On another holiday to Cyprus when she was five or six, Chrissy ended up in hospital because she had a run of seizures. I stayed with her while her dad cared for her brother, Jamie. The hospital didn't allow children to visit, which made things very difficult. I remember glimpsing disabled adult patients through cracks in doors away from the main wards. My heart went out to them and their families being treated like pariahs. I had no idea then that Chrissy would end up like that.

As Chrissy grew bigger, her behaviour challenged us more than her health. When she was about eight she was allocated a week’s respite during the school summer holidays. We decided to use it to take Jamie and Alex, my other two children, to a camping site in the south of France. When I told a friend that we were going away without Chrissy, she was shocked. “She’s your flesh and blood. How can you even think about going without her?” she gasped. Ian didn’t mince his words in justifying our decision. We needed a break and previous holidays with Chrissy had been disastrous. There was no point in putting Chrissy or ourselves through what would be another ordeal. She’d had several shorter spells in respite and enjoyed it there.

We next took Chrissy abroad (on the Eurostar) when she was 14 and in the honeymoon period of the life-transforming new drugs regime. Our trip to Disneyland, Paris with extended family was a huge success, which we tried to repeat with another trip in her twenties but she’d just started on Risperidone then. She spent much of the holiday in a very peculiar trance-like state where she alternated between indifference to the Disney characters that tried to engage with her and sobbing inconsolably. It was bitterly cold there and she kept trying to take her gloves, coat and hat off. Her senses seemed completely out of kilter.

Since the enforced drug changes in Chrissy’s early twenties, she’s been too unstable to take out anywhere, let alone on holiday. It’s always been a wrench to leave her behind while we go away, and I was reluctant to go at all, and then for no more than a week. During recent years my husband has pressed me to go further afield for a longer period. He has a very demanding, high pressure job and wanted us to see the world while we were still young enough to do some adventurous stuff. It’s enough that he took on my three children from a previous marriage as his own – the least I could do was compromise on the holiday issue. Four years ago we took our youngest child, Alex, to Peru for three weeks, which involved spending a week on the Amazon. Only emergency calls could get through and I was unable to check how Chrissy was. Talk about cold turkey!
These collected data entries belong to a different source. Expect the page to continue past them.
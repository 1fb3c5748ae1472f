//! Natural-language querying against the graph.
//!
//! A question becomes a Cypher query (generated by the language model
//! against the fixed schema description), the query is validated and
//! executed, and the result rows are rendered back into a natural-language
//! answer. Generated text is never executed unvalidated: the trimmed query
//! must begin with a whitelisted read keyword or the request fails before
//! any store call.

mod prompts;

use std::sync::Arc;

use serde::Serialize;
use tracing::{debug, warn};

use crate::graph::{GraphStore, QueryRow};
use crate::llm::{ChatMessage, LanguageModel, strip_code_fence};
use crate::{MemographError, Result};

/// Leading keywords a generated query may start with.
const ALLOWED_LEADING_KEYWORDS: &[&str] = &["MATCH", "CALL"];

/// An answered question: the rendered answer plus the raw material behind it.
#[derive(Debug, Clone, Serialize)]
pub struct QueryAnswer {
    /// Natural-language answer (or the deterministic fallback).
    pub answer: String,
    /// Result rows the answer was rendered from.
    pub rows: Vec<QueryRow>,
    /// The executed query text.
    pub query: String,
}

/// Orchestrates question → query → execution → answer.
#[derive(Clone)]
pub struct QueryTranslator {
    store: Arc<dyn GraphStore>,
    llm: Arc<dyn LanguageModel>,
}

impl QueryTranslator {
    pub fn new(store: Arc<dyn GraphStore>, llm: Arc<dyn LanguageModel>) -> Self {
        Self { store, llm }
    }

    /// Answer a natural-language question from the graph.
    ///
    /// Query-generation and execution failures abort the request; a failure
    /// while rendering the final answer does not — the caller gets a
    /// deterministic dump of the result rows instead.
    pub async fn answer(&self, question: &str) -> Result<QueryAnswer> {
        let raw = self
            .llm
            .chat(&[
                ChatMessage::system(prompts::query_generation_prompt()),
                ChatMessage::user(question),
            ])
            .await
            .map_err(MemographError::Llm)?;

        let query_text = strip_code_fence(&raw);
        validate_query(&query_text)?;
        debug!(query = %query_text, "Generated graph query");

        let rows = self.store.run_query(&query_text, &QueryRow::new()).await?;

        let answer = match self
            .llm
            .chat(&prompts::render_messages(question, &rows))
            .await
        {
            Ok(text) => text.trim().to_string(),
            Err(err) => {
                warn!(error = %err, "Answer rendering failed; returning raw results");
                fallback_answer(&rows)
            }
        };

        Ok(QueryAnswer {
            answer,
            rows,
            query: query_text,
        })
    }
}

/// Reject generated text that does not start with an allowed read keyword.
fn validate_query(query_text: &str) -> Result<()> {
    let upper = query_text.trim().to_uppercase();
    if ALLOWED_LEADING_KEYWORDS
        .iter()
        .any(|keyword| upper.starts_with(keyword))
    {
        Ok(())
    } else {
        Err(MemographError::InvalidQuery(query_text.trim().to_string()))
    }
}

/// Deterministic stand-in answer when rendering fails.
fn fallback_answer(rows: &[QueryRow]) -> String {
    format!(
        "검색 결과: {}",
        serde_json::to_string_pretty(rows).unwrap_or_else(|_| "[]".to_string())
    )
}

#[cfg(test)]
mod tests {
    use super::*;
    use serde_json::json;

    #[test]
    fn match_queries_are_accepted() {
        assert!(validate_query("MATCH (n) RETURN n").is_ok());
        assert!(validate_query("  match (p:Person) RETURN p.name").is_ok());
    }

    #[test]
    fn call_queries_are_accepted() {
        assert!(validate_query("CALL db.labels()").is_ok());
    }

    #[test]
    fn write_queries_are_rejected() {
        let err = validate_query("CREATE (n:Person {name: 'x'})").unwrap_err();
        assert!(matches!(err, MemographError::InvalidQuery(_)));
        assert!(validate_query("MERGE (n:Person) RETURN n").is_err());
        assert!(validate_query("DETACH DELETE n").is_err());
    }

    #[test]
    fn prose_is_rejected() {
        assert!(validate_query("I cannot answer that question.").is_err());
        assert!(validate_query("").is_err());
    }

    #[test]
    fn fallback_answer_contains_rows() {
        let rows = vec![
            json!({"name": "김성길", "phone": "010-2222-1234"})
                .as_object()
                .unwrap()
                .clone(),
        ];
        let answer = fallback_answer(&rows);
        assert!(answer.starts_with("검색 결과:"));
        assert!(answer.contains("김성길"));
    }

    #[test]
    fn fallback_answer_handles_empty_rows() {
        assert_eq!(fallback_answer(&[]), "검색 결과: []");
    }
}
//! # Memograph
//!
//! A property-graph memory for business memos. Free-form notes are turned
//! into structured facts (people, companies, events, projects and the
//! relations among them) by a language-model collaborator, deduplicated
//! against what the graph already knows, and persisted idempotently; natural
//! language questions are translated into graph queries and answered from
//! the stored facts.
//!
//! ## Quick start
//!
//! ```rust,no_run
//! use memograph::prelude::*;
//!
//! #[tokio::main]
//! async fn main() -> Result<()> {
//!     // Connect with configuration from files / environment
//!     let memograph = memograph::init_with_defaults().await?;
//!
//!     // Ingest a memo: extraction, person-name resolution, graph upserts
//!     let report = memograph
//!         .process_memo("오늘 ABC상사 김성길 과장님을 만났다. 010-2222-1234")
//!         .await?;
//!     println!("persisted: {}", report.persisted);
//!
//!     // Ask a question against the graph
//!     let answer = memograph.ask("김성길 전화번호?").await?;
//!     println!("{}", answer.answer);
//!
//!     Ok(())
//! }
//! ```
//!
//! ## Architecture
//!
//! - **graph**: the shared property-graph store (pooled Bolt connection,
//!   idempotent merge-or-create mutations, closed label/relationship-type
//!   sets for injection safety)
//! - **resolve**: person-name normalization and matching against stored nodes
//! - **extraction**: language-model extraction of entities/relationships
//! - **ingest**: ordered persistence of one extraction batch
//! - **query**: question → validated graph query → rendered answer

pub mod config;
pub mod extraction;
pub mod graph;
pub mod ingest;
pub mod llm;
pub mod logging;
mod memograph;
pub mod query;
pub mod resolve;

pub use crate::memograph::{DEFAULT_RECENT_LIMIT, Memograph};

/// The prelude re-exports commonly used types for convenience
pub mod prelude {
    pub use crate::memograph::Memograph;

    pub use crate::{init, init_with_defaults};

    pub use crate::config::{ConfigLoader, GraphConfig, LlmConfig, LogFormat, LogLevel, MemographConfig};

    pub use crate::extraction::{
        ContactCard, ExtractedEntity, ExtractedRelationship, Extraction, MemoExtractor,
    };

    pub use crate::graph::{
        EntityLabel, GraphStore, MemoRecord, Neo4jGraphStore, PersonCandidate, QueryRow,
        RelationType,
    };

    pub use crate::ingest::{IngestReport, IngestionPipeline};

    pub use crate::query::{QueryAnswer, QueryTranslator};

    pub use crate::resolve::{PersonMatcher, normalize_person_name};

    pub use crate::{MemographError, Result};
}

/// Current library version
pub const VERSION: &str = env!("CARGO_PKG_VERSION");

/// Error type for memograph operations.
#[derive(Debug, thiserror::Error)]
pub enum MemographError {
    /// Configuration loading or validation failed
    #[error("Configuration error: {0}")]
    Configuration(#[from] config::ConfigError),

    /// Logging setup failed
    #[error("Logging error: {0}")]
    Logging(#[from] logging::LogError),

    /// Graph store operation failed
    #[error("Graph error: {0}")]
    Graph(#[from] graph::GraphError),

    /// Extraction collaborator produced unusable output or failed outright
    #[error("Extraction error: {0}")]
    Extraction(#[from] extraction::ExtractionError),

    /// Language-model call failed
    #[error("Language model error: {0}")]
    Llm(#[from] llm::LlmError),

    /// Generated query text failed validation; nothing was executed
    #[error("Invalid generated query: {0}")]
    InvalidQuery(String),

    /// Caller-supplied input was unusable
    #[error("Invalid input: {0}")]
    InvalidInput(String),
}

/// Result type for memograph operations
pub type Result<T> = std::result::Result<T, MemographError>;

/// Initialize with the provided configuration.
///
/// Sets up logging, opens the shared store connection (creating schema
/// constraints), builds the language-model client and returns the assembled
/// [`Memograph`] facade.
pub async fn init(config: config::MemographConfig) -> Result<Memograph> {
    // A subscriber installed by the host application wins.
    let _ = logging::init(&config.logging);

    let store = graph::Neo4jGraphStore::connect(&config.graph).await?;
    let llm = llm::ChatClient::new(&config.llm)?;

    Ok(Memograph::new(
        std::sync::Arc::new(store),
        std::sync::Arc::new(llm),
    ))
}

/// Initialize with configuration from default files and the environment.
pub async fn init_with_defaults() -> Result<Memograph> {
    let mut loader = config::ConfigLoader::new();
    loader.load_default_files().load_env();
    let config = loader.extract()?;
    init(config).await
}
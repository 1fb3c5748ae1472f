//! HTTP chat-completions client.

use async_trait::async_trait;
use serde::Deserialize;
use serde_json::json;
use tracing::debug;

use crate::config::LlmConfig;

use super::{ChatMessage, LanguageModel, LlmError, LlmResult};

/// Client for an OpenAI-compatible chat-completions endpoint.
#[derive(Debug, Clone)]
pub struct ChatClient {
    http: reqwest::Client,
    base_url: String,
    api_key: String,
    model: String,
}

#[derive(Debug, Deserialize)]
struct ChatResponse {
    #[serde(default)]
    choices: Vec<ChatChoice>,
}

#[derive(Debug, Deserialize)]
struct ChatChoice {
    message: AssistantMessage,
}

#[derive(Debug, Deserialize)]
struct AssistantMessage {
    #[serde(default)]
    content: String,
}

impl ChatClient {
    /// Build a client from configuration. The underlying connection pool is
    /// shared across all calls made through this instance.
    pub fn new(config: &LlmConfig) -> LlmResult<Self> {
        let http = reqwest::Client::builder()
            .timeout(config.timeout)
            .build()?;

        Ok(Self {
            http,
            base_url: config.api_base.trim_end_matches('/').to_string(),
            api_key: config.api_key.clone(),
            model: config.model.clone(),
        })
    }
}

#[async_trait]
impl LanguageModel for ChatClient {
    async fn chat(&self, messages: &[ChatMessage]) -> LlmResult<String> {
        let url = format!("{}/chat/completions", self.base_url);
        let body = json!({
            "model": self.model,
            "messages": messages,
        });

        debug!(model = %self.model, messages = messages.len(), "Calling chat completions");
        let response = self
            .http
            .post(&url)
            .bearer_auth(&self.api_key)
            .json(&body)
            .send()
            .await?;

        let status = response.status();
        if !status.is_success() {
            let message = response.text().await.unwrap_or_default();
            return Err(LlmError::Api {
                status: status.as_u16(),
                message,
            });
        }

        let payload: ChatResponse = response.json().await?;
        payload
            .choices
            .into_iter()
            .next()
            .map(|choice| choice.message.content)
            .filter(|content| !content.trim().is_empty())
            .ok_or(LlmError::EmptyResponse)
    }
}
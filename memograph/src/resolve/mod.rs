//! Entity resolution for person names.
//!
//! Extracted memos refer to people by whatever fragment the author wrote —
//! a given name, a full name, a name with an honorific. This module maps
//! each surface string onto the canonical stored `Person` node.

mod matcher;
mod normalizer;

pub use matcher::PersonMatcher;
pub use normalizer::normalize_person_name;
When we got back I learned that Chrissy had been very unsettled at one point with increased self-injurious behaviour but there was nothing I could have done and, to be honest, ignorance was bliss. We really threw ourselves into the spirit of that holiday and I astonished myself by climbing Machu Picchu ‘Old Mountain,’ something I never thought I'd be fit enough to do. I returned home with more confidence and renewed energy to deal with the challenges I faced with Chrissy.

The dilemma of whether to take a disabled child with severe behavioural difficulties on holiday can cause rifts between parents. I wrote a feature for Woman’s Realm Magazine about a couple that couldn’t agree whether to take their son, who has autism and moderate-severe learning disabilities, on holiday with their three younger children. I could see both sides. His mum felt very emotional and guilty, as I do, about leaving her child behind but his dad felt that they couldn’t have a proper break if they took him. Also, he made the point that the child himself disliked the unpredictability and routine changes involved in holidays. Also, as the lad grew bigger it was the dad who had to chase him if he ran off or physically restrain him if he kicked off!

It’s a contentious issue and I’d welcome comments from other parents on how they cope – or are family holidays a thing of the past for you since you’ve had a disabled child?